Elsie tried to hide her smile behind her cup of mead.
“So pleased tae see the laird lookin’ brighter,” Elsie then heard a young maid nearby whispering to another warmly. “He hasnae been this at ease since afore Lady Bonnie?—”
Elsie froze. Halvard felt it, much like the draft coming in through an open window, chilling him to the bone, making the hairs on the back of his neck stand straight. His shoulders locked instantly, tension snapping through him like a bowstring pulled too tight.
The hall seemed to dim around him, the voices suddenly muffled. Elsie didn’t look at him directly, but he saw her spine straighten, saw the faint, involuntary tightening around her mouth.
She tried to hide it, but her features, usually soft, delicate, twisted into a grimace.
The servant girl stopped mid-sentence, glancing at Elsie and Halvard from the corner of her eye. Color rose to her cheeks,painting her face red with embarrassment, and after that, she kept her lips tightly pursed, as if afraid what else might come through them.
Halvard exhaled slowly, dismissed her with a sharp nod. The maid, realizing her mistake, scurried off in panic. Beside him, Elsie pretended to focus on her plate, pushing a bit of lamb around with her fork. She didn’t ask, didn’t dig, didn’t press for gossip or demand answers.
He didn’t know if he preferred this over her asking. He didn’t know if he wanted her to be curious or if he preferred the silence, not having to talk about Bonnie.
But he should. He should tell Elsie about her if he was going to give in to his desires, as Sten had told him he should.
He leaned closer, his voice low. “Elsie?—”
Elsie looked up at him, her brows gently raised, and Halvard swallowed in a dry throat. Words gathered on his tongue—heavy, overdue, tangled with shame and things he had never said aloud.
“I should tell ye… what happened. With Bonnie. Ye deserve?—”
But just then, a shout tore through the hall.
“Me laird! Me laird!”
A soldier burst through the doors, breathless, pale, his eyes wide as if he had seen a ghost.
Halvard stood instantly, his chair scraping back. “What is it?”
“It’s… the prisoner, me laird. The one from the attack, he—” The man swallowed. “He’s dead.”
The hall went utterly silent around Halvard. Every pair of eyes turned to the solider who had delivered the message, who was standing still, heaving as he tried to catch his breath.
Next to him, Elsie’s face paled.
“How?” Halvard snapped.
“We… we dinnae ken. He was alive nae an hour ago. Now he’s gone.” The soldier’s voice shook. “There’s… somethin’ ye need tae see.”

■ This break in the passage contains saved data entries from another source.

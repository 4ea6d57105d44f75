//! Sufficient recall.

use cid_core::constants::POLICY_MARKER_NODE;
use cid_core::errors::CidResult;
use cid_core::SolverEvent;

use crate::model::CausalInfluenceDiagram;

impl CausalInfluenceDiagram {
    /// Whether every decision can recall every earlier decision that shares a downstream
    /// utility with it.
    ///
    /// For each pair `d1` before `d2` and each utility `u` downstream of `d2`, a marker
    /// node is attached to `d1` on a throwaway copy of the graph. Recall fails if the
    /// marker is d-connected to `u` given `d2` and its parents. The first failure is
    /// reported as [`SolverEvent::InsufficientRecall`].
    pub fn check_sufficient_recall(&self) -> CidResult<bool> {
        let order = self.decision_order();
        let _span = tracing::info_span!("cid.recall", decisions = order.len()).entered();

        let marker = self.marker_name();
        for (i, d1) in order.iter().enumerate() {
            let mut with_marker = self.graph.clone();
            with_marker.add_edge(&marker, d1)?;

            for d2 in &order[i + 1..] {
                let mut observed = self.graph.parents(d2);
                observed.push(d2.clone());

                for utility in &self.utility_nodes {
                    if !self.graph.ancestors_of(utility).contains(d2) {
                        continue;
                    }
                    if with_marker.is_active_trail(&marker, utility, &observed)? {
                        self.emit(SolverEvent::InsufficientRecall {
                            decision: d2.clone(),
                            earlier_decision: d1.clone(),
                            utility: utility.clone(),
                        });
                        return Ok(false);
                    }
                }
            }
        }
        Ok(true)
    }

    /// A node name not already in the graph.
    fn marker_name(&self) -> String {
        let mut name = POLICY_MARKER_NODE.to_string();
        while self.graph.contains(&name) {
            name.push('_');
        }
        name
    }
}
mod context;
mod events;
mod node_kind;

pub use context::Context;
pub use events::SolverEvent;
pub use node_kind::NodeKind;
/// Errors raised while building, attaching, or converting conditional distributions.
#[derive(Debug, thiserror::Error)]
pub enum DistributionError {
    #[error("distribution for {variable} references nodes not in the model: {missing:?}")]
    Scope {
        variable: String,
        missing: Vec<String>,
    },

    #[error("invalid table for {variable}: {reason}")]
    InvalidTable { variable: String, reason: String },

    #[error("value {value} produced for {variable} is not one of its declared states")]
    ValueOutOfDomain { variable: String, value: f64 },

    #[error("distribution for {variable} has not been materialized")]
    NotMaterialized { variable: String },

    #[error("{kind} distribution for {variable} cannot be converted to a table")]
    Unsupported { variable: String, kind: String },
}
//! Active trails (d-connection) via the reachable-set ("Bayes ball") algorithm.
//!
//! A trail is blocked by the observed set `Z` at a chain or fork whose middle node is in
//! `Z`, and at a collider unless the collider or one of its descendants is in `Z`.

use std::collections::{HashSet, VecDeque};

use cid_core::errors::CidResult;
use petgraph::stable_graph::NodeIndex;
use petgraph::Direction;

use crate::dag::DagModel;

#[derive(Debug, Clone, Copy, PartialEq, Eq, Hash)]
enum Heading {
    /// Arrived from a child, travelling against edge direction.
    Up,
    /// Arrived from a parent, travelling along edge direction.
    Down,
}

/// All nodes connected to `start` by an active trail given `observed`.
/// `start` itself is included unless observed.
pub fn active_trail_nodes<S: AsRef<str>>(
    dag: &DagModel,
    start: &str,
    observed: &[S],
) -> CidResult<HashSet<String>> {
    let start_idx = dag.require(start)?;
    let observed: HashSet<NodeIndex> = observed
        .iter()
        .map(|n| dag.require(n.as_ref()))
        .collect::<CidResult<_>>()?;

    // Phase 1: observed nodes and their ancestors. A collider is open iff it is in here.
    let mut observed_ancestors: HashSet<NodeIndex> = HashSet::new();
    let mut frontier: Vec<NodeIndex> = observed.iter().copied().collect();
    while let Some(node) = frontier.pop() {
        if observed_ancestors.insert(node) {
            frontier.extend(dag.graph.neighbors_directed(node, Direction::Incoming));
        }
    }

    // Phase 2: traverse (node, heading) pairs.
    let mut visited: HashSet<(NodeIndex, Heading)> = HashSet::new();
    let mut reachable: HashSet<NodeIndex> = HashSet::new();
    let mut queue = VecDeque::new();
    queue.push_back((start_idx, Heading::Up));

    while let Some((node, heading)) = queue.pop_front() {
        if !visited.insert((node, heading)) {
            continue;
        }
        let is_observed = observed.contains(&node);
        if !is_observed {
            reachable.insert(node);
        }

        match heading {
            Heading::Up if !is_observed => {
                for parent in dag.graph.neighbors_directed(node, Direction::Incoming) {
                    queue.push_back((parent, Heading::Up));
                }
                for child in dag.graph.neighbors_directed(node, Direction::Outgoing) {
                    queue.push_back((child, Heading::Down));
                }
            }
            Heading::Up => {}
            Heading::Down => {
                if !is_observed {
                    for child in dag.graph.neighbors_directed(node, Direction::Outgoing) {
                        queue.push_back((child, Heading::Down));
                    }
                }
                if observed_ancestors.contains(&node) {
                    for parent in dag.graph.neighbors_directed(node, Direction::Incoming) {
                        queue.push_back((parent, Heading::Up));
                    }
                }
            }
        }
    }

    Ok(reachable
        .into_iter()
        .map(|idx| dag.name_of(idx).to_string())
        .collect())
}

/// Whether an active trail connects `start` and `end` given `observed`.
pub fn is_active_trail<S: AsRef<str>>(
    dag: &DagModel,
    start: &str,
    end: &str,
    observed: &[S],
) -> CidResult<bool> {
    dag.require(end)?;
    Ok(active_trail_nodes(dag, start, observed)?.contains(end))
}

/// Whether `a` and `b` are d-separated given `observed`.
pub fn is_d_separated<S: AsRef<str>>(
    dag: &DagModel,
    a: &str,
    b: &str,
    observed: &[S],
) -> CidResult<bool> {
    Ok(!is_active_trail(dag, a, b, observed)?)
}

Halvard’s jaw clenched. Rage, cold, sharp, and lethal, burned in his gut.
Has someone silenced him?
Halvard knew damn well who wanted the man dead before he could speak. But how could Harcourt or one of his people have infiltrated the castle? Halvard had made sure to tighten thesecurity around the walls, and he was certain no one could have slipped past his defenses.
Could it be they had been too harsh on the man? Could it be that he had simply succumbed to his injuries?
That, too, seemed unlikely. They were always careful to push, but not enough to kill. They needed any information the man could give. They wouldn’t have risked him.